¿Y si no vienen espectadores? Le pregunto a Gonzalo el Conco. No importa, me dice. Vale, esta es la esencia de la performance, me cuenta Enzo Escala, que me lo encuentro el domingo frente al quiosco para comprar la prensa escrita. Pienso, esto sí que es radical, sería como hacer una peli y guardarla en una caja fuerte. No importa que nadie la vea. Es el acto de hacerla lo que importa de veras. No que la vean un par de amigos y te digan qué chula o pasearla por cuantos más festivales mejor y que las salas estén llenas y todo el mundo aplauda y diga bien, esto sí es un corto.
Pero, ¿qué es un corto? ¿Un corto debe contar una historia? ¿Quién dijo esto?
El jueves me llama Jairo López y sin mayores introducciones me espeta que me va a pedir un favor y que entendería que tal y cual y yo le digo que cuando y a qué hora. Y me cuenta que Roberto García de Mesa va a ejecutar una permormance el viernes por la noche y que le gustaría registrar esta acción artística, pero que él no puede y que si yo podría.
La performance
La performance
Flash back: No hace ni un mes que se exhibió en los Aguere EL JARDÍN BARROCO, un mediometraje que había dirigido Jairo López y que me puso los dientes largos. Describía con largos planos fijos el proceso creativo de Roberto, que cristalizó en una acción poética en la Sala Conca. Con mucho mimo y profundidad de campo, la cámara se demoraba en los tiempos mientras Roberto recorría la estancia, miraba o pintaba inacabables caligrafías sobre un lienzo de papel que luego colgaría en la sala.
Ese viernes, con las imágenes de Jairo en mente, me acerqué a la Conca a ver qué pasaba. La performance lleva por título "El sujeto de los otros. Concierto de Música Irregular para piano, contrabajo, cabeza y manos enyesadas ". Roberto me había comentado que no quería una mera reproducción de la acción artística sino que esperaba de mí que me involucrase directamente en el meollo de la misma. Que tomara parte, vamos.
La acción se iba a desarrollar en dos espacios.
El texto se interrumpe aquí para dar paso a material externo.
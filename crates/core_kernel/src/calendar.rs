//! Calendar arithmetic for billing periods
//!
//! This module provides the date handling shared by the billing chain:
//! working-day enumeration (weekends excluded, no holiday calendar),
//! overflow-safe month arithmetic anchored to a billing day-of-month, and
//! the day-cutoff rule that decides which date "today" means for effort
//! accounting.

use chrono::{DateTime, Datelike, Months, NaiveDate, NaiveTime, Utc, Weekday};
use chrono_tz::Tz;
use serde::{Deserialize, Deserializer, Serialize, Serializer};
use std::str::FromStr;
use thiserror::Error;

/// Timezone wrapper for the organization's billing calendar
///
/// Wraps chrono_tz::Tz with custom serialization support.
#[derive(Debug, Clone, Copy, PartialEq, Eq)]
pub struct Timezone(pub Tz);

impl Serialize for Timezone {
    fn serialize<S>(&self, serializer: S) -> Result<S::Ok, S::Error>
    where
        S: Serializer,
    {
        serializer.serialize_str(self.0.name())
    }
}

impl<'de> Deserialize<'de> for Timezone {
    fn deserialize<D>(deserializer: D) -> Result<Self, D::Error>
    where
        D: Deserializer<'de>,
    {
        let s = String::deserialize(deserializer)?;
        Tz::from_str(&s)
            .map(Timezone)
            .map_err(|_| serde::de::Error::custom(format!("Invalid timezone: {}", s)))
    }
}

impl Timezone {
    pub fn new(tz: Tz) -> Self {
        Self(tz)
    }

    /// Converts a UTC datetime to the local timezone
    pub fn to_local(&self, utc: DateTime<Utc>) -> DateTime<Tz> {
        utc.with_timezone(&self.0)
    }

    /// The local calendar date for a UTC instant
    pub fn local_date(&self, utc: DateTime<Utc>) -> NaiveDate {
        self.to_local(utc).date_naive()
    }
}

impl Default for Timezone {
    fn default() -> Self {
        Self(chrono_tz::UTC)
    }
}

impl FromStr for Timezone {
    type Err = String;

    fn from_str(s: &str) -> Result<Self, Self::Err> {
        Tz::from_str(s)
            .map(Timezone)
            .map_err(|_| format!("Invalid timezone: {}", s))
    }
}

/// Errors related to calendar operations
#[derive(Debug, Error, PartialEq, Eq)]
pub enum CalendarError {
    #[error("Invalid range: start {start} must not be after end {end}")]
    InvalidRange { start: String, end: String },

    #[error("Invalid billing day of month: {0}")]
    InvalidBillingDay(u32),
}

/// An inclusive range of calendar dates
#[derive(Debug, Clone, Copy, PartialEq, Eq, Serialize, Deserialize)]
pub struct DateRange {
    pub start: NaiveDate,
    pub end: NaiveDate,
}

impl DateRange {
    pub fn new(start: NaiveDate, end: NaiveDate) -> Result<Self, CalendarError> {
        if start > end {
            return Err(CalendarError::InvalidRange {
                start: start.to_string(),
                end: end.to_string(),
            });
        }
        Ok(Self { start, end })
    }

    pub fn contains(&self, date: NaiveDate) -> bool {
        date >= self.start && date <= self.end
    }

    /// Number of calendar days in the range, both ends counted
    pub fn day_count(&self) -> i64 {
        (self.end - self.start).num_days() + 1
    }

    /// The working days inside the range, in order
    pub fn working_days(&self) -> Vec<NaiveDate> {
        working_days(self.start, self.end)
    }

    /// How many working days the range holds
    pub fn working_day_count(&self) -> u32 {
        working_day_count(self.start, self.end)
    }
}

/// Returns true when the date falls Monday through Friday
pub fn is_working_day(date: NaiveDate) -> bool {
    !matches!(date.weekday(), Weekday::Sat | Weekday::Sun)
}

/// Lists the working days between two dates, both ends inclusive
///
/// Saturdays and Sundays are excluded; public holidays are not modelled.
/// A start after the end yields an empty list.
pub fn working_days(start: NaiveDate, end: NaiveDate) -> Vec<NaiveDate> {
    let mut days = Vec::new();
    let mut current = start;
    while current <= end {
        if is_working_day(current) {
            days.push(current);
        }
        current = current.succ_opt().expect("date out of range");
    }
    days
}

/// Counts the working days between two dates, both ends inclusive
pub fn working_day_count(start: NaiveDate, end: NaiveDate) -> u32 {
    let mut count = 0;
    let mut current = start;
    while current <= end {
        if is_working_day(current) {
            count += 1;
        }
        current = current.succ_opt().expect("date out of range");
    }
    count
}

/// Adds whole months without rolling into the following month
///
/// Jan 31 plus one month lands on the last day of February, never on
/// March 2.
pub fn add_months_no_overflow(date: NaiveDate, months: u32) -> NaiveDate {
    date.checked_add_months(Months::new(months))
        .expect("date out of range")
}

/// Subtracts whole months without rolling into the previous month
pub fn sub_months_no_overflow(date: NaiveDate, months: u32) -> NaiveDate {
    date.checked_sub_months(Months::new(months))
        .expect("date out of range")
}

/// The first day of the date's month
pub fn first_of_month(date: NaiveDate) -> NaiveDate {
    date.with_day(1).expect("day 1 is always valid")
}

/// Number of days in the date's month
pub fn days_in_month(date: NaiveDate) -> u32 {
    let first = first_of_month(date);
    let next = add_months_no_overflow(first, 1);
    (next - first).num_days() as u32
}

/// Moves a date to the given day of its month, clamped to the month length
///
/// Billing days 29 to 31 land on the last day of shorter months instead of
/// spilling into the next one.
pub fn with_day_clamped(date: NaiveDate, day: u32) -> NaiveDate {
    let clamped = day.clamp(1, days_in_month(date));
    date.with_day(clamped).expect("clamped day is always valid")
}

/// Whole months elapsed from start to end, partial months truncated
///
/// Jan 15 to Feb 14 is zero months; Jan 15 to Feb 15 is one. An end before
/// the start counts as zero.
pub fn elapsed_whole_months(start: NaiveDate, end: NaiveDate) -> u32 {
    if end < start {
        return 0;
    }
    let months =
        (end.year() - start.year()) * 12 + (end.month() as i32 - start.month() as i32);
    let months = if end.day() < start.day() { months - 1 } else { months };
    months.max(0) as u32
}

/// The date effort accounting treats as "today"
///
/// Before the day-cutoff time a working day is not yet counted, so the
/// effective date steps back to yesterday.
pub fn effective_working_date(now_local: DateTime<Tz>, day_cutoff: NaiveTime) -> NaiveDate {
    let today = now_local.date_naive();
    if now_local.time() < day_cutoff {
        today.pred_opt().expect("date out of range")
    } else {
        today
    }
}
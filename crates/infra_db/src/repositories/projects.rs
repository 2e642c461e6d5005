//! Project repository implementation
//!
//! This module provides database access for projects and everything a
//! billing computation loads alongside them: the owning client, the billing
//! configuration rows, the team roster and its logged effort.
//!
//! Queries are written against the runtime SQLx API so the crate builds
//! without a database; row structs derive `FromRow` and the adapters map
//! them into domain types.

use chrono::{DateTime, NaiveDate, Utc};
use rust_decimal::Decimal;
use sqlx::PgPool;
use uuid::Uuid;

use crate::error::DatabaseError;

/// Repository for projects and their billing inputs
#[derive(Debug, Clone)]
pub struct ProjectRepository {
    pool: PgPool,
}

impl ProjectRepository {
    /// Creates a new ProjectRepository with the given connection pool
    pub fn new(pool: PgPool) -> Self {
        Self { pool }
    }

    /// Retrieves a project by its identifier
    ///
    /// Soft-deleted rows are returned too; activity checks belong to the
    /// domain layer.
    pub async fn get_project(&self, project_id: Uuid) -> Result<ProjectRow, DatabaseError> {
        let project = sqlx::query_as::<_, ProjectRow>(
            r#"
            SELECT
                id,
                client_id,
                name,
                status,
                project_type,
                is_amc,
                billing_level,
                created_at,
                deleted_at
            FROM projects
            WHERE id = $1
            "#,
        )
        .bind(project_id)
        .fetch_optional(&self.pool)
        .await?
        .ok_or_else(|| DatabaseError::not_found("Project", project_id))?;

        Ok(project)
    }

    /// Retrieves a client by its identifier
    pub async fn get_client(&self, client_id: Uuid) -> Result<ClientRow, DatabaseError> {
        let client = sqlx::query_as::<_, ClientRow>(
            r#"
            SELECT
                id,
                name,
                country,
                last_marked_active_on
            FROM clients
            WHERE id = $1
            "#,
        )
        .bind(client_id)
        .fetch_optional(&self.pool)
        .await?
        .ok_or_else(|| DatabaseError::not_found("Client", client_id))?;

        Ok(client)
    }

    /// Retrieves a client's billing configuration, if one is set up
    pub async fn get_client_billing(
        &self,
        client_id: Uuid,
    ) -> Result<Option<ClientBillingRow>, DatabaseError> {
        let row = sqlx::query_as::<_, ClientBillingRow>(
            r#"
            SELECT
                client_id,
                billing_frequency,
                billing_day,
                service_rate,
                currency,
                service_rate_term,
                bank_charges
            FROM client_billing_details
            WHERE client_id = $1
            "#,
        )
        .bind(client_id)
        .fetch_optional(&self.pool)
        .await?;

        Ok(row)
    }

    /// Retrieves a project's billing override row, if one exists
    pub async fn get_project_billing(
        &self,
        project_id: Uuid,
    ) -> Result<Option<ProjectBillingRow>, DatabaseError> {
        let row = sqlx::query_as::<_, ProjectBillingRow>(
            r#"
            SELECT
                project_id,
                service_rate,
                currency,
                service_rate_term
            FROM project_billing_details
            WHERE project_id = $1
            "#,
        )
        .bind(project_id)
        .fetch_optional(&self.pool)
        .await?;

        Ok(row)
    }

    /// Retrieves the full roster for a project, former members included
    pub async fn get_team(&self, project_id: Uuid) -> Result<Vec<TeamMemberRow>, DatabaseError> {
        let members = sqlx::query_as::<_, TeamMemberRow>(
            r#"
            SELECT
                id,
                user_id,
                designation,
                daily_expected_effort,
                billing_engagement,
                started_on,
                ended_on
            FROM project_team_members
            WHERE project_id = $1
            ORDER BY started_on, id
            "#,
        )
        .bind(project_id)
        .fetch_all(&self.pool)
        .await?;

        Ok(members)
    }

    /// Retrieves all logged effort for the given roster entries
    pub async fn get_efforts(
        &self,
        member_ids: &[Uuid],
    ) -> Result<Vec<EffortRow>, DatabaseError> {
        if member_ids.is_empty() {
            return Ok(Vec::new());
        }

        let entries = sqlx::query_as::<_, EffortRow>(
            r#"
            SELECT
                team_member_id,
                added_on,
                actual_effort
            FROM effort_entries
            WHERE team_member_id = ANY($1)
            ORDER BY added_on
            "#,
        )
        .bind(member_ids)
        .fetch_all(&self.pool)
        .await?;

        Ok(entries)
    }

    /// Lists live projects with the fields the invoice-due check reads
    ///
    /// One row per active, non-deleted project whose client has billing set
    /// up, carrying the client's billing day and the latest sent date. The
    /// due predicate itself runs in the domain layer.
    pub async fn ready_candidates(&self) -> Result<Vec<ReadyRow>, DatabaseError> {
        let rows = sqlx::query_as::<_, ReadyRow>(
            r#"
            SELECT
                p.id AS project_id,
                p.name AS project_name,
                c.id AS client_id,
                c.name AS client_name,
                cbd.billing_day,
                last_sent.sent_on AS last_sent_on
            FROM projects p
            JOIN clients c ON c.id = p.client_id
            JOIN client_billing_details cbd ON cbd.client_id = c.id
            LEFT JOIN LATERAL (
                SELECT i.sent_on
                FROM invoices i
                WHERE i.project_id = p.id AND i.sent_on IS NOT NULL
                ORDER BY i.sent_on DESC
                LIMIT 1
            ) last_sent ON TRUE
            WHERE p.status = 'active' AND p.deleted_at IS NULL
            ORDER BY c.name, p.name
            "#,
        )
        .fetch_all(&self.pool)
        .await?;

        Ok(rows)
    }
}

/// Database row for a project
#[derive(Debug, Clone, sqlx::FromRow)]
pub struct ProjectRow {
    pub id: Uuid,
    pub client_id: Uuid,
    pub name: String,
    pub status: String,
    pub project_type: String,
    pub is_amc: bool,
    pub billing_level: String,
    pub created_at: DateTime<Utc>,
    pub deleted_at: Option<DateTime<Utc>>,
}

/// Database row for a client
#[derive(Debug, Clone, sqlx::FromRow)]
pub struct ClientRow {
    pub id: Uuid,
    pub name: String,
    pub country: String,
    pub last_marked_active_on: Option<NaiveDate>,
}

/// Database row for a client's billing configuration
#[derive(Debug, Clone, sqlx::FromRow)]
pub struct ClientBillingRow {
    pub client_id: Uuid,
    pub billing_frequency: i16,
    pub billing_day: i16,
    pub service_rate: Decimal,
    pub currency: String,
    pub service_rate_term: Option<String>,
    pub bank_charges: Option<Decimal>,
}

/// Database row for a project's billing override
#[derive(Debug, Clone, sqlx::FromRow)]
pub struct ProjectBillingRow {
    pub project_id: Uuid,
    pub service_rate: Option<Decimal>,
    pub currency: Option<String>,
    pub service_rate_term: Option<String>,
}

/// Database row for a roster entry
#[derive(Debug, Clone, sqlx::FromRow)]
pub struct TeamMemberRow {
    pub id: Uuid,
    pub user_id: Uuid,
    pub designation: String,
    pub daily_expected_effort: Decimal,
    pub billing_engagement: Decimal,
    pub started_on: NaiveDate,
    pub ended_on: Option<NaiveDate>,
}

/// Database row for one logged effort record
#[derive(Debug, Clone, sqlx::FromRow)]
pub struct EffortRow {
    pub team_member_id: Uuid,
    pub added_on: NaiveDate,
    pub actual_effort: Decimal,
}

/// Database row for the ready-to-invoice listing
#[derive(Debug, Clone, sqlx::FromRow)]
pub struct ReadyRow {
    pub project_id: Uuid,
    pub project_name: String,
    pub client_id: Uuid,
    pub client_name: String,
    pub billing_day: i16,
    pub last_sent_on: Option<NaiveDate>,
}
//! Invoice tax computation
//!
//! Domestic clients are charged IGST on the billable amount; overseas
//! invoices carry no tax. The rate comes from the injected billing settings.
//
// TODO: split domestic tax into CGST/SGST for intra-state invoices instead
// of charging flat IGST.

use core_kernel::{BillingSettings, Money};
use domain_client::Client;

/// Tax on a billable amount for the given client
pub fn tax_for(billable_amount: &Money, client: &Client, settings: &BillingSettings) -> Money {
    if client.is_domestic() {
        settings.igst().apply(billable_amount).rounded()
    } else {
        Money::zero(billable_amount.currency())
    }
}
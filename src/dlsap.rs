/*! Data-Link Service Access Point registry.

A process-wide name→endpoint map. Independently loaded modules find each
other by name through [`Registry::lookup`] rather than holding direct
references, which is what lets the module/plugin runtime load and unload
components without the participants needing to know about each other's
lifetimes ahead of time.

The registry lock is never held across a callback into an endpoint:
[`Registry::lookup`] clones the `Arc` and releases the lock before
returning, so the caller always unlocks before invoking anything on the
peer.
*/

use std::collections::HashMap;
use std::sync::{Arc, Mutex};

use crate::error::{Error, Result};
use crate::primitive::Primitive;

/// Queue occupancy returned by [`DlsEndpoint::get_queue_stats`].
#[derive(Debug, Clone, Copy, PartialEq, Eq, Default)]
pub struct QueueStats {
    /// Number of primitives queued for transmission.
    pub tx_queue_len: usize,
    /// Number of primitives queued for reception.
    pub rx_queue_len: usize,
}

/// Capability set of a Data-Link Service endpoint.
///
/// Each method is a capability that an endpoint may or may not provide —
/// a client-only endpoint has no `on_write` from the server side, a
/// server-only endpoint has no `set_default_local_addr`. Absence is
/// modeled by the default implementation returning
/// [`Error::NotProvided`], not by a null function pointer.
pub trait DlsEndpoint: Send + Sync {
    /// Endpoint name, as registered.
    fn name(&self) -> &str;

    /// Set the default local address (callsign) for this endpoint,
    /// returning its normalized string form.
    fn set_default_local_addr(&self, _addr: &str) -> Result<String> {
        Err(Error::NotProvided("set_default_local_addr"))
    }

    /// Set the default remote address (destination + digipeaters) for
    /// this endpoint, returning its normalized string form.
    fn set_default_remote_addr(&self, _addr: &str) -> Result<String> {
        Err(Error::NotProvided("set_default_remote_addr"))
    }

    /// Open a channel to this endpoint, optionally providing a back
    /// channel the peer can use to write primitives in the other
    /// direction.
    fn open(&self, _back: Option<Arc<dyn DlsEndpoint>>) -> Result<()> {
        Err(Error::NotProvided("open"))
    }

    /// Close the channel. After this call nothing more arrives on any
    /// back channel previously supplied to `open`.
    fn close(&self) {}

    /// Deliver a primitive to this endpoint.
    fn on_write(&self, _prim: Arc<Primitive>, _expedited: bool) -> Result<()> {
        Err(Error::NotProvided("on_write"))
    }

    /// Report queue occupancy.
    fn get_queue_stats(&self) -> Result<QueueStats> {
        Err(Error::NotProvided("get_queue_stats"))
    }
}

/// Process-wide name→endpoint registry.
#[derive(Default)]
pub struct Registry {
    entries: Mutex<HashMap<String, Arc<dyn DlsEndpoint>>>,
}

impl Registry {
    /// Create an empty registry.
    pub fn new() -> Arc<Self> {
        Arc::new(Self {
            entries: Mutex::new(HashMap::new()),
        })
    }

    /// Register an endpoint under its own name. Fails with
    /// [`Error::AlreadyExists`] on a duplicate name.
    pub fn register(&self, endpoint: Arc<dyn DlsEndpoint>) -> Result<()> {
        let mut entries = self.entries.lock().unwrap();
        let name = endpoint.name().to_string();
        if entries.contains_key(&name) {
            return Err(Error::AlreadyExists(name));
        }
        entries.insert(name, endpoint);
        Ok(())
    }

    /// Remove a named registration.
    pub fn unregister(&self, name: &str) {
        self.entries.lock().unwrap().remove(name);
    }

    /// Look up an endpoint by name. The returned handle's validity is
    /// bounded by the registration lifetime of the callee: once
    /// [`Registry::unregister`] is called, existing clones remain valid
    /// (they hold their own `Arc`) but new lookups will fail.
    pub fn lookup(&self, name: &str) -> Option<Arc<dyn DlsEndpoint>> {
        self.entries.lock().unwrap().get(name).cloned()
    }
}

#[cfg(test)]
mod tests {
    use super::*;

    struct Stub {
        name: String,
    }
    impl DlsEndpoint for Stub {
        fn name(&self) -> &str {
            &self.name
        }
    }

    #[test]
    fn duplicate_registration_fails() {
        let reg = Registry::new();
        reg.register(Arc::new(Stub { name: "a".into() })).unwrap();
        let err = reg
            .register(Arc::new(Stub { name: "a".into() }))
            .unwrap_err();
        assert!(matches!(err, Error::AlreadyExists(_)));
    }

    #[test]
    fn lookup_after_unregister_fails_but_handle_stays_valid() {
        let reg = Registry::new();
        reg.register(Arc::new(Stub { name: "a".into() })).unwrap();
        let handle = reg.lookup("a").unwrap();
        reg.unregister("a");
        assert!(reg.lookup("a").is_none());
        assert_eq!(handle.name(), "a");
    }

    #[test]
    fn missing_capability_reports_not_provided() {
        let stub = Stub { name: "a".into() };
        let err = stub.set_default_local_addr("N0CALL").unwrap_err();
        assert!(matches!(err, Error::NotProvided("set_default_local_addr")));
    }
}
/// One LAPB connection control block.
pub struct Session {
    /// Our own address on this link.
    pub local_addr: Address,
    /// The peer's address.
    pub remote_addr: Address,
    /// Digipeater path, if any.
    pub digipeaters: Vec<Address>,
    /// Current LAPB state.
    pub state: SessionState,
    /// Mod-8 or mod-128.
    pub modulo: Modulo,
    /// Negotiated protocol version.
    pub proto_version: ProtocolVersion,
    /// Send state variable.
    pub v_s: u8,
    /// Receive state variable.
    pub v_r: u8,
    /// Window size (maxframe).
    pub window: u8,
    /// Maximum payload size before segmentation kicks in.
    pub paclen: usize,
    /// Below this many bytes, T1 retransmits the oldest unacked I-frame
    /// instead of polling.
    pub poll_threshold: usize,
    /// N2: retry ceiling.
    pub n2_limit: u32,
    /// Current retry count since the timer was last (re)armed clean.
    pub retries: u32,
    /// True once the peer has signaled RNR.
    pub remote_busy: bool,
    /// True if a REJ has already been sent for the current gap.
    pub rej_sent: bool,
    /// True once an I-frame has been accepted since the last SABM,
    /// guarding against a duplicated SABM resetting a freshly
    /// jump-started session.
    pub i_frame_seen_since_sabm: bool,
    /// Unacknowledged (and not yet sent) outbound I-frame payloads,
    /// indexed by sequence number mod the link's modulus, each tagged
    /// with the PID it must go out under (`PID_SEGMENT` for a chunk of
    /// a segmented message, `PID_NO_LAYER3` otherwise).
    tx_queue: VecDeque<(u8, Vec<u8>)>,
    /// Sequence number of the oldest entry in `tx_queue`.
    unack_base: u8,
    /// Segmentation reassembly state: bytes accumulated so far.
    seg_buffer: Vec<u8>,
    /// Segments remaining, if a reassembly is in progress.
    seg_remaining: Option<u8>,
    /// RTT sample in flight: sequence number and jiffy it was sent at.
    rtt_sample: Option<(u8, u64)>,
    /// True if the in-flight RTT sample's frame was retransmitted
    /// (disqualifying it from Karn's algorithm).
    rtt_retransmitted: bool,
    /// Smoothed round trip time, in jiffies.
    pub srt: u64,
    /// Mean deviation of RTT, in jiffies.
    pub mdev: u64,
    /// Timing/backoff configuration for this link.
    pub timing: TimingConfig,
}

fn modulus(modulo: Modulo) -> u8 {
    match modulo {
        Modulo::Mod8 => 8,
        Modulo::Mod128 => 128,
    }
}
En uno de ellos una luz cenital bañaba la estancia por igual.
Hice la pertinente prospección del terreno, imaginé unos cuantos puntos de ataque y ensayé varios movimientos envolventes. Se trataba de un patio cubierto, repleto de esculturas y objetos imposibles, que me permitían un bonito juego de perspectivas. A través de los cristales de unas ventanas podía establecer una relación fuera-dentro.
En el piso de arriba, en la amplia habitación con suelo de madera y techo alto, escenario de EL JARDÍN BARROCO, quedaban todavía vestigios de la última exposición de Roberto. Un piano, un proyector de diapositivas y unos maniquíes iban a tener su juego en el espacio escénico. Dispuse un par de focos y establecí una clara diferenciación entre el espacio de los artistas y la penumbra circundante.
Cuando esto comience me avisas, le digo a Roberto. Sí, sí, muy bien. Pero de repente, alguien me dice, esto ya ha empezado. Así que enciendo la cámara y encuadro a Roberto que ha empezado a llenar los cristales de garabatos. Durante un rato, solo se escucha el chirrido del rotulador sobre la superficie del vidrio y los disparos de las cámaras de pocos espectadores que se han ido disponiendo a lo largo del corredor y miran a través de los cristales como si fuera una pecera.
Y mientras Roberto va desgranando los versos de su poema escénico, los folios sobre un atril, una chica rubia le va enyesando el rostro y Luismo Valladares les acompaña con los roncos acordes de su contrabajo. Vistos a través de los garabatos inscritos en las ventanas, siento que me encuentro rodando la película que Wong Kar Wai filmó en USA.
Roberto, que debe ser el único ser que mantiene viva la antorcha de las vanguardias en un mundo cada vez más plano, da por terminada la primera parte de la performance y se escabulle escaleras arriba como si temiera que alguien pudiera arrebatarle el piano. Los demás le seguimos como podemos.
Suenan las primeras notas de una larga partitura. Eli Fernández se apodera de una de sus manos y la venda con una tela que impregna en una sopa de yeso. Piano y contrabajo dialogan y se persiguen mientras Roberto va transformándose en el fantasma de la ópera. Con las manos ya vendadas y el rostro blanco y cuarteado, nunca ha dejado de tocar el piano. Llevamos ya más de veinte minutos y yo no he dejado de moverme a su alrededor, buscando encuadres imposibles pero tremendamente significativos. Me acerco a su rostro y me alejo hasta encuadrarlos como miniaturas en una pintura negra de Goya. Mi mano tiembla, pero no la de Roberto. La luz está genial. Blancos y negros, manchas de rojo, la piel de la espalda de Eli, el contraluz violento de los focos recortando la figura de Luismo abrazando el contrabajo.